Enough, already. That's the reaction of many Republicans to Dick Cheney's surge of media appearances to defend the Bush administration, especially on national security issues. "I don't think anybody would call him and say, 'Shut up.' It wouldn't work," says a GOP strategist who formerly advised Ronald Reagan. "He obviously feels that his work as vice president is under attack. But he is not our best spokesman." The concern among Republican strategists is that the public will think Cheney is speaking for the GOP, and this won't be helpful because the former vice president remains an unpopular figure across the country. Another prominent GOP strategist says Cheney should lower his visibility and give younger party leaders a chance to take the spotlight.

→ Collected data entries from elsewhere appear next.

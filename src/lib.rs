//! PIV smart card client with an ECDH sealed-box envelope
//!
//! This crate drives PIV applets (NIST SP 800-73) over PC/SC: it
//! enumerates tokens, reads and writes slot certificates, generates
//! keys, signs, performs on-card ECDH, and verifies or changes the PIN.
//! On top of the card primitives, [`SealedBox`] implements a portable
//! envelope that encrypts a plaintext to a card-held EC public key so
//! that only the holder of that card (or of the raw private key) can
//! recover it.
//!
//! ```no_run
//! use pivbox::{enumerate, SealedBox, SlotId};
//!
//! # fn main() -> pivbox::Result<()> {
//! let ctx = pcsc::Context::establish(pcsc::Scope::User)?;
//! let mut tokens = enumerate(&ctx)?;
//! let token = &mut tokens[0];
//!
//! let mut txn = token.begin()?;
//! txn.read_cert(SlotId::KeyManagement)?;
//! txn.end();
//!
//! let slot = token.slot(SlotId::KeyManagement).unwrap();
//! let sealed = SealedBox::seal_for(token, slot, b"the plaintext")?;
//! let wire = sealed.to_bytes();
//!
//! // later, possibly on another machine holding the same card:
//! let mut parsed = SealedBox::from_bytes(&wire)?;
//! let (token, slot_id) = parsed.find_token(&mut tokens)?;
//! let mut txn = token.begin()?;
//! parsed.unseal(&mut txn, slot_id)?;
//! txn.end();
//! let plaintext = parsed.take_plaintext()?;
//! # Ok(())
//! # }
//! ```
//!
//! Card operations are synchronous and single-threaded per token;
//! callers serialize access themselves. Buffers that held PINs, keys,
//! shared secrets or plaintext are zeroed on release.

mod apdu;
pub mod error;
pub mod keys;
pub mod piv;
pub mod sealbox;
#[cfg(test)]
mod testutil;
mod tlv;
pub mod token;
mod transport;
mod wire;

pub use error::{Error, Result};
pub use keys::{PrivateKey, PublicKey};
pub use piv::{Algorithm, HashAlgo, SlotId, DEFAULT_ADMIN_KEY, PIV_AID};
pub use sealbox::{SealedBox, DEFAULT_CIPHER, DEFAULT_KDF};
pub use token::{enumerate, Slot, Token, Transaction};
//! Public and private key wrappers
//!
//! Slot public keys come out of X.509 certificates or GENERATE
//! ASYMMETRIC replies; the sealed-box envelope carries them as SSH wire
//! blobs. Offline unsealing needs the matching EC private key.

use p256::elliptic_curve::sec1::ToEncodedPoint;
use rsa::pkcs8::DecodePublicKey;
use rsa::traits::PublicKeyParts;
use rsa::{BigUint, RsaPublicKey};
use x509_cert::der::{Decode, Encode};
use x509_cert::Certificate;
use zeroize::Zeroizing;

use crate::error::{Error, Result};
use crate::piv::Algorithm;
use crate::wire::{WireReader, WireWriter};

/// A key held by a card slot or addressed by a sealed box.
#[derive(Clone, Debug, PartialEq)]
pub enum PublicKey {
    Rsa(RsaPublicKey),
    P256(p256::PublicKey),
    P384(p384::PublicKey),
}

impl PublicKey {
    /// The PIV algorithm identifier matching this key's type and size.
    pub fn algorithm(&self) -> Result<Algorithm> {
        match self {
            PublicKey::Rsa(k) => match k.size() {
                128 => Ok(Algorithm::Rsa1024),
                256 => Ok(Algorithm::Rsa2048),
                n => Err(Error::Unsupported(format!("{}-bit RSA key", n * 8))),
            },
            PublicKey::P256(_) => Ok(Algorithm::EccP256),
            PublicKey::P384(_) => Ok(Algorithm::EccP384),
        }
    }

    pub fn ssh_type_name(&self) -> &'static str {
        match self {
            PublicKey::Rsa(_) => "ssh-rsa",
            PublicKey::P256(_) => "ecdsa-sha2-nistp256",
            PublicKey::P384(_) => "ecdsa-sha2-nistp384",
        }
    }

    /// SEC1 uncompressed point, for keys living on a curve.
    pub(crate) fn ec_point(&self) -> Result<Vec<u8>> {
        match self {
            PublicKey::P256(k) => Ok(k.to_encoded_point(false).as_bytes().to_vec()),
            PublicKey::P384(k) => Ok(k.to_encoded_point(false).as_bytes().to_vec()),
            PublicKey::Rsa(_) => Err(Error::Unsupported(
                "RSA keys cannot be used for ECDH".into(),
            )),
        }
    }

    pub(crate) fn from_ec_point(point: &[u8]) -> Result<PublicKey> {
        match point.len() {
            65 => p256::PublicKey::from_sec1_bytes(point)
                .map(PublicKey::P256)
                .map_err(|_| Error::Invalid("bad P-256 point".into())),
            97 => p384::PublicKey::from_sec1_bytes(point)
                .map(PublicKey::P384)
                .map_err(|_| Error::Invalid("bad P-384 point".into())),
            n => Err(Error::Unsupported(format!(
                "unrecognized EC point length {}",
                n
            ))),
        }
    }

    /// Encode as an SSH wire key blob.
    pub fn to_ssh_wire(&self) -> Vec<u8> {
        let mut w = WireWriter::new();
        w.put_str(self.ssh_type_name());
        match self {
            PublicKey::Rsa(k) => {
                w.put_mpint(&k.e().to_bytes_be());
                w.put_mpint(&k.n().to_bytes_be());
            }
            PublicKey::P256(k) => {
                w.put_str("nistp256");
                w.put_bytes(k.to_encoded_point(false).as_bytes());
            }
            PublicKey::P384(k) => {
                w.put_str("nistp384");
                w.put_bytes(k.to_encoded_point(false).as_bytes());
            }
        }
        w.into_bytes()
    }

    /// Decode an SSH wire key blob.
    pub fn from_ssh_wire(blob: &[u8]) -> Result<PublicKey> {
        let mut r = WireReader::new(blob);
        let ktype = r.get_str()?;
        match ktype.as_str() {
            "ssh-rsa" => {
                let e = BigUint::from_bytes_be(r.get_mpint()?);
                let n = BigUint::from_bytes_be(r.get_mpint()?);
                RsaPublicKey::new(n, e)
                    .map(PublicKey::Rsa)
                    .map_err(|e| Error::Invalid(format!("bad RSA key blob: {}", e)))
            }
            "ecdsa-sha2-nistp256" | "ecdsa-sha2-nistp384" => {
                let curve = r.get_str()?;
                let point = r.get_bytes()?;
                let key = PublicKey::from_ec_point(point)?;
                if key.ssh_type_name() != ktype || !ktype.ends_with(curve.as_str()) {
                    return Err(Error::Invalid(format!(
                        "key blob curve {} does not match type {}",
                        curve, ktype
                    )));
                }
                Ok(key)
            }
            other => Err(Error::Unsupported(format!("SSH key type {}", other))),
        }
    }
}

/// Parse a certificate and pull out its subject DN and public key.
pub(crate) fn from_cert(der: &[u8]) -> Result<(PublicKey, String)> {
    let cert = Certificate::from_der(der)
        .map_err(|e| Error::Invalid(format!("bad certificate DER: {}", e)))?;
    let subject = cert.tbs_certificate.subject.to_string();
    let spki = cert
        .tbs_certificate
        .subject_public_key_info
        .to_der()
        .map_err(|e| Error::Invalid(format!("bad subject public key: {}", e)))?;

    let key = if let Ok(k) = p256::PublicKey::from_public_key_der(&spki) {
        PublicKey::P256(k)
    } else if let Ok(k) = p384::PublicKey::from_public_key_der(&spki) {
        PublicKey::P384(k)
    } else if let Ok(k) = RsaPublicKey::from_public_key_der(&spki) {
        PublicKey::Rsa(k)
    } else {
        return Err(Error::Unsupported(
            "certificate key is neither RSA nor a NIST curve".into(),
        ));
    };
    Ok((key, subject))
}

/// An EC private key for unsealing boxes without the card.
#[derive(Clone)]
pub enum PrivateKey {
    P256(p256::SecretKey),
    P384(p384::SecretKey),
}

impl PrivateKey {
    pub fn public_key(&self) -> PublicKey {
        match self {
            PrivateKey::P256(k) => PublicKey::P256(k.public_key()),
            PrivateKey::P384(k) => PublicKey::P384(k.public_key()),
        }
    }

    /// Raw X coordinate of the ECDH shared point with `peer`.
    pub(crate) fn diffie_hellman(&self, peer: &PublicKey) -> Result<Zeroizing<Vec<u8>>> {
        match (self, peer) {
            (PrivateKey::P256(sk), PublicKey::P256(pk)) => Ok(Zeroizing::new(
                p256::ecdh::diffie_hellman(sk.to_nonzero_scalar(), pk.as_affine())
                    .raw_secret_bytes()
                    .to_vec(),
            )),
            (PrivateKey::P384(sk), PublicKey::P384(pk)) => Ok(Zeroizing::new(
                p384::ecdh::diffie_hellman(sk.to_nonzero_scalar(), pk.as_affine())
                    .raw_secret_bytes()
                    .to_vec(),
            )),
            _ => Err(Error::Invalid(
                "private key curve does not match the ephemeral key".into(),
            )),
        }
    }
}

impl From<p256::SecretKey> for PrivateKey {
    fn from(k: p256::SecretKey) -> Self {
        PrivateKey::P256(k)
    }
}

impl From<p384::SecretKey> for PrivateKey {
    fn from(k: p384::SecretKey) -> Self {
        PrivateKey::P384(k)
    }
}
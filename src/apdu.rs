//! APDU construction and the ISO 7816 / PIV wire constants

use zeroize::Zeroizing;

// Class bytes
pub(crate) const CLA_ISO: u8 = 0x00;
pub(crate) const CLA_CHAIN: u8 = 0x10;

// Instructions
pub(crate) const INS_SELECT: u8 = 0xA4;
pub(crate) const INS_VERIFY: u8 = 0x20;
pub(crate) const INS_CHANGE_PIN: u8 = 0x24;
pub(crate) const INS_GET_DATA: u8 = 0xCB;
pub(crate) const INS_PUT_DATA: u8 = 0xDB;
pub(crate) const INS_GEN_ASYM: u8 = 0x47;
pub(crate) const INS_GEN_AUTH: u8 = 0x87;
pub(crate) const INS_CONTINUE: u8 = 0xC0;
pub(crate) const INS_GET_VER: u8 = 0xFD;

// SELECT P1: select application by AID
pub(crate) const SEL_APP_AID: u8 = 0x04;

// Status words
pub(crate) const SW_NO_ERROR: u16 = 0x9000;
pub(crate) const SW_BYTES_REMAINING_00: u16 = 0x6100;
pub(crate) const SW_WARNING_NO_CHANGE_00: u16 = 0x6200;
pub(crate) const SW_WARNING_00: u16 = 0x6300;
pub(crate) const SW_INCORRECT_PIN: u16 = 0x63C0;
pub(crate) const SW_WRONG_DATA: u16 = 0x6A80;
pub(crate) const SW_FUNC_NOT_SUPPORTED: u16 = 0x6A81;
pub(crate) const SW_FILE_NOT_FOUND: u16 = 0x6A82;
pub(crate) const SW_OUT_OF_MEMORY: u16 = 0x6A84;
pub(crate) const SW_INCORRECT_P1P2: u16 = 0x6B00;
pub(crate) const SW_SECURITY_STATUS_NOT_SATISFIED: u16 = 0x6982;

/// Largest reply to a single short APDU exchange: 256 data bytes,
/// the status word, and a little slack for quirky readers.
pub(crate) const SHORT_APDU_REPLY: usize = 261;

/// Reply buffer size used when response chaining may occur. Bounds the
/// largest PIV data object this library will reassemble.
pub(crate) const MAX_APDU_REPLY: usize = 16384;

/// One command/response APDU exchange.
///
/// The reply buffer is written at `reply_off`; after chaining,
/// `(reply_off, reply_len)` spans the reassembled reply. Command and
/// reply buffers may carry key material and are wiped on drop.
pub(crate) struct Apdu {
    pub cls: u8,
    pub ins: u8,
    pub p1: u8,
    pub p2: u8,
    cmd: Zeroizing<Vec<u8>>,
    pub cmd_off: usize,
    pub cmd_len: usize,
    pub reply: Zeroizing<Vec<u8>>,
    pub reply_off: usize,
    pub reply_len: usize,
    pub sw: u16,
}

impl Apdu {
    pub fn new(cls: u8, ins: u8, p1: u8, p2: u8) -> Self {
        Apdu {
            cls,
            ins,
            p1,
            p2,
            cmd: Zeroizing::new(Vec::new()),
            cmd_off: 0,
            cmd_len: 0,
            reply: Zeroizing::new(Vec::new()),
            reply_off: 0,
            reply_len: 0,
            sw: 0,
        }
    }

    /// Attach command data; the transmit window initially covers all of it.
    pub fn set_data(&mut self, data: Vec<u8>) {
        self.cmd_off = 0;
        self.cmd_len = data.len();
        self.cmd = Zeroizing::new(data);
    }

    pub fn clear_data(&mut self) {
        self.cmd = Zeroizing::new(Vec::new());
        self.cmd_off = 0;
        self.cmd_len = 0;
    }

    pub fn data_len(&self) -> usize {
        self.cmd.len()
    }

    /// Serialize the header and the current command window as a
    /// short-form APDU. Extended APDUs are not supported; a window
    /// larger than 255 bytes is a programmer error.
    pub fn encode(&self) -> Zeroizing<Vec<u8>> {
        let mut out = Zeroizing::new(Vec::with_capacity(5 + self.cmd_len));
        out.push(self.cls);
        out.push(self.ins);
        out.push(self.p1);
        out.push(self.p2);
        if self.cmd_len == 0 {
            out.push(0x00);
        } else {
            assert!(self.cmd_len <= 0xFF, "short APDU data over 255 bytes");
            out.push(self.cmd_len as u8);
            out.extend_from_slice(&self.cmd[self.cmd_off..self.cmd_off + self.cmd_len]);
        }
        out
    }

    /// Grow the reply buffer to at least `cap` bytes.
    pub fn ensure_reply(&mut self, cap: usize) {
        if self.reply.len() < cap {
            self.reply.resize(cap, 0);
        }
    }

    /// The reassembled reply data (status word excluded).
    pub fn reply_data(&self) -> &[u8] {
        &self.reply[self.reply_off..self.reply_off + self.reply_len]
    }

    /// High byte of the last status word.
    pub fn sw_hi(&self) -> u8 {
        (self.sw >> 8) as u8
    }
}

Meanwhile, White House officials are pleased that the abrasive Cheney is drawing so much attention. "The former vice president has made his views pretty clear, and the president has made his views pretty clear," an Obama adviser said today. "We had a big debate on this during the campaign, and the president sees it as a debate that has been resolved because the American people spoke so clearly [in the election]."
Cheney's reasoning for going public has become a favorite topic on the political circuit in Washington. Some of those who know Cheney well say he is motivated by a desire to defend his legacy as a principal architect of George W. Bush's national security policies that are under attack from the Obama administration and congressional Democrats—especially the waterboarding of suspected terrorists that President Obama has defined as torture.
Cheney is said to genuinely believe that Obama is taking the wrong approach on national security, leaving America weaker. He is also angry that former Bush advisers may be prosecuted or face disbarment or legal censure because of the advice they gave internally to justify waterboarding. Cheney is described as deeply disappointed that President Bush didn't pardon Lewis Libby, Cheney's former chief of staff, after Libby's conviction for misleading prosecutors trying to investigate leaks. (Bush did commute Libby's 30-month prison sentence.) And Cheney doesn't want other Bush advisers to be punished for, in his assessment, simply doing their jobs.
The former vice president stirred the pot Sunday in a CBS interview, arguing that "enhanced interrogation techniques" such as waterboarding did not represent torture. The former vice president said that such methods were legal and that they generated important intelligence on terrorist activities. He argued that Obama's reversal of some of those policies made America less safe. Yesterday, in an interview on Fox News, Cheney repeated his criticisms. A week from tomorrow, Cheney is scheduled to address the American Enterprise Institute in Washington. His topic: "Keeping America Safe."